青年はつまみ上げたお菓子を仮面を少し浮かして口に放り込んだらしい。整った口元がお菓子を食べるのが見える。
「あそこは狭間だ。あの世とこの世の。そして、神域と呼ばれる場所でもある。アイツは七年前にあそこに放り込まれたのさ。今アンタらが呼ぶ名前だって、本来なら要らないものだ。司書業の為に与えられた偽名に過ぎない。それに、第一あの子はもとより人じゃない」
彼はそう言って頬杖をついた。
「この前あの子もそう言っただろう? 自分は人じゃないと」
「……俺との問答の時か。アレはどういう意味なんだ。遼は人間だろう?」
「そのままの意味だ。あの子は人じゃない。お前達はただの人間が時間と空間の定理なんて物に行き着くと思っているのか」
はっきりと尋ねた青年に棋院くんが口を開く。
「何代も研究を重ねた結果、海野さんができるようになったんじゃないんですか?」
「――いや、違う」
館長が首を左右に振った。
「今浸透している理論を元にその定理にいきつくまでに、少なくとも今から百年以上はかかる。そして一人の人間の力でどうにか出来るものじゃない」
「おお、さすが館長さん。その推測は正しい。現に二百年後に時空間定理は実証され――タイムトラベルなんてしゃれた物が出来るようになってる」
「じゃあ、海野さんは未来人やったってこと?」
「違う。キツネが人間は時空を超えられないってたろ。人間は恐らく過去に飛べない。というか、てめぇ、悪趣味だな。なんでこの前の会話知ってるんだよ」
按司君の言葉に青年は首をかしげた。その仕草がやけに海野さんの仕草と似ている。彼は少し考えて、「こうすればわかるか」と頭を掻いた。木の葉が舞って、そこには一匹のキツネが現れる。あの青い瞳の管狐である。佐藤先生が目を見開いてキツネを見た。
「お前、あのときの、」
「そう、あのときのキツネだ」
「のこのこでてきたか」
「ああ、のこのこでてきた。なんでだとおもう?」
キツネがそう尋ねる。
「俺は別にあの子のことを説明しに来たわけではない。かといって後任を連れてきたわけでもない」
「俺たちにある海野の記憶を消しに来たか」
按司くんはそう言ってタバコをつけた。
「本来ならな」
キツネはそう言って目を伏せた。本来ならば、ということはどういうことだろうか。今の彼は記憶を消すつもりはないということだろうか。
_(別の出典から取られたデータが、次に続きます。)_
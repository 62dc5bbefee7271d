//! Finite element descriptions consumed by the form compiler.
//!
//! The form compiler never inspects the internals of an element. It needs the dimensions of
//! the element (for the shape of reference tensors) and the ability to evaluate basis
//! functions and their reference derivatives (for quadrature). Elements are interned in an
//! [`ElementRegistry`], and the symbolic data model only stores cheap [`Element`] handles
//! that compare by their [`ElementId`].
use rustc_hash::FxHashMap;
use serde::{Serialize, Serializer};
use std::cmp::Ordering;
use std::fmt;
use std::fmt::{Debug, Display, Formatter};
use std::hash::{Hash, Hasher};
use std::sync::Arc;

mod cell;
mod lagrange;

pub use cell::*;
pub use lagrange::*;

pub trait FiniteElement: Debug + Send + Sync {
    /// A string that uniquely identifies the element, used for interning.
    fn signature(&self) -> String;

    fn cell(&self) -> ReferenceCell;

    /// The polynomial degree of the element, used to select quadrature rules.
    fn degree(&self) -> usize;

    /// The number of basis functions.
    fn space_dimension(&self) -> usize;

    /// The dimension of the reference cell, i.e. the number of reference derivative directions.
    fn shape_dimension(&self) -> usize {
        self.cell().dimension()
    }

    /// The dimensions of the tensor components of each basis function. Empty for scalar
    /// elements.
    fn value_shape(&self) -> &[usize];

    /// Evaluates a reference partial derivative of a component of a basis function.
    ///
    /// `derivatives` lists one reference direction per differentiation, `component` has one
    /// entry per axis of the value shape, and `xi` are reference coordinates.
    ///
    /// The caller is responsible for passing arguments within the dimensions reported by
    /// the element.
    fn evaluate(&self, basis: usize, component: &[usize], derivatives: &[usize], xi: &[f64]) -> f64;
}

/// Identifier of an element within an [`ElementRegistry`].
#[derive(Debug, Copy, Clone, PartialEq, Eq, PartialOrd, Ord, Hash, Serialize)]
pub struct ElementId(pub u32);

impl Display for ElementId {
    fn fmt(&self, f: &mut Formatter<'_>) -> fmt::Result {
        write!(f, "E{}", self.0)
    }
}

/// A shared handle to a registered finite element.
///
/// Handles compare, order and hash by their id only.
#[derive(Clone)]
pub struct Element {
    id: ElementId,
    data: Arc<dyn FiniteElement>,
}

impl Element {
    pub fn id(&self) -> ElementId {
        self.id
    }

    pub fn finite_element(&self) -> &dyn FiniteElement {
        self.data.as_ref()
    }

    pub fn cell(&self) -> ReferenceCell {
        self.data.cell()
    }

    pub fn degree(&self) -> usize {
        self.data.degree()
    }

    pub fn space_dimension(&self) -> usize {
        self.data.space_dimension()
    }

    pub fn shape_dimension(&self) -> usize {
        self.data.shape_dimension()
    }

    pub fn value_shape(&self) -> &[usize] {
        self.data.value_shape()
    }

    pub fn evaluate(&self, basis: usize, component: &[usize], derivatives: &[usize], xi: &[f64]) -> f64 {
        self.data.evaluate(basis, component, derivatives, xi)
    }
}

impl Debug for Element {
    fn fmt(&self, f: &mut Formatter<'_>) -> fmt::Result {
        f.debug_struct("Element")
            .field("id", &self.id)
            .field("signature", &self.data.signature())
            .finish()
    }
}

impl PartialEq for Element {
    fn eq(&self, other: &Self) -> bool {
        self.id == other.id
    }
}

impl Eq for Element {}

impl PartialOrd for Element {
    fn partial_cmp(&self, other: &Self) -> Option<Ordering> {
        Some(self.cmp(other))
    }
}

impl Ord for Element {
    fn cmp(&self, other: &Self) -> Ordering {
        self.id.cmp(&other.id)
    }
}

impl Hash for Element {
    fn hash<H: Hasher>(&self, state: &mut H) {
        self.id.hash(state)
    }
}

impl Serialize for Element {
    fn serialize<S: Serializer>(&self, serializer: S) -> Result<S::Ok, S::Error> {
        self.id.serialize(serializer)
    }
}

/// Interns finite elements and hands out [`Element`] handles.
#[derive(Debug, Default)]
pub struct ElementRegistry {
    elements: Vec<Element>,
    ids_by_signature: FxHashMap<String, ElementId>,
}

impl ElementRegistry {
    pub fn new() -> Self {
        Self::default()
    }

    /// Registers an element and returns its handle.
    ///
    /// If an element with the same signature is already registered, the existing handle is
    /// returned and `element` is dropped.
    pub fn register<E: FiniteElement + 'static>(&mut self, element: E) -> Element {
        let signature = element.signature();
        if let Some(id) = self.ids_by_signature.get(&signature) {
            return self.elements[id.0 as usize].clone();
        }

        let id = ElementId(self.elements.len() as u32);
        let handle = Element {
            id,
            data: Arc::new(element),
        };
        self.ids_by_signature.insert(signature, id);
        self.elements.push(handle.clone());
        handle
    }

    pub fn get(&self, id: ElementId) -> Option<&Element> {
        self.elements.get(id.0 as usize)
    }

    pub fn len(&self) -> usize {
        self.elements.len()
    }

    pub fn is_empty(&self) -> bool {
        self.elements.is_empty()
    }

    pub fn iter(&self) -> impl Iterator<Item = &Element> {
        self.elements.iter()
    }
}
「――俺が十の年、俺の両親は消えた。妹と俺を置いて消えた。七歳になったばかりの妹はそりゃあもう泣いた。うるさいくらいに」
キツネはそうぽつりとつぶやく。
「その次の年、俺は妹を施設に預けて学校に入った。休みのたびに妹は俺の帰りを喜んで出迎えた」
「――?」
「俺が十四になって審神者になって、妹とは会えなくなった。妹は泣いて俺を引き留めた。でも、俺はその手を振り払った。そうするしかなかったからだ。他の道がなかったからだ。だから――妹には他の道を示してやろうと思った」
彼はそう言って尻尾をぱたりと動かした。いや、やりたかったか、とキツネは自嘲気味に笑う。
「お前は遼の――」
「そうだ」
また狐の姿から人の姿に変わった彼はうなずいた。
「俺はあの子の兄だ。先に失踪した」
「人の世界に来れるんじゃねえか」
「俺が政府の狐になったからな」
按司君の言葉に彼はそう言って頬杖をついた。
「審神者になった人間の行く先は決まっている。そして、審神者から生まれた特殊な人間は生まれた時からもう未来は決まっている。七つで親から引き離され、十一の年に審神者になるために学校に入り、十四で審神者となり、二十一で親がいる神域に戻る。基本はこの形だ。俺はソレを変えたかったんだ」
彼はそう言って館長を見た。
「だから妹を推薦したんだよ。屁理屈で上司巻き込んで上層部動かしてな。でも、結局は少しそれただけで、あの子は俺と同じ運命を辿っている。両親に会えた、それはいいことかもしれないな。でも、七年間連れ添った刀達はいない。俺たちは永遠を繰り替えす。神が年を取らないように俺たちもまた年老いることはない。永遠と歴史を守るために戦い続ける。それほどまでにあの部署の戦いは出口が見えない戦いだ。なぜなら時空間定理を証明したのもまた、正しい歴史だからだ。ソレを潰すことさえ出来ない」
彼は独りごちるようにそう言うと僕らを見る。海野さんに似たまっすぐな目で。
「俺は、あの狭い閉じこもった世界を変えたい。たったの一人でも変えてやれば、後続は嫌でも出来る。だが上は変化を拒否する。同じであることが楽だからだ。良くはならない。でも、悪くもならない。上は考えることをやめてる。そんなやつ、ただの葦だ」
吐き捨てるように彼は告げた。
「俺が今日ここに来たのは、本来ならばアンタ達の記憶を消すためだ。でも、違う。俺は協力を頼みに来た」
「協力?」
「ああ、あの子――妹を神の国から連れ出してほしい」
そうまっすぐに告げた彼に、僕達は目を瞬いた。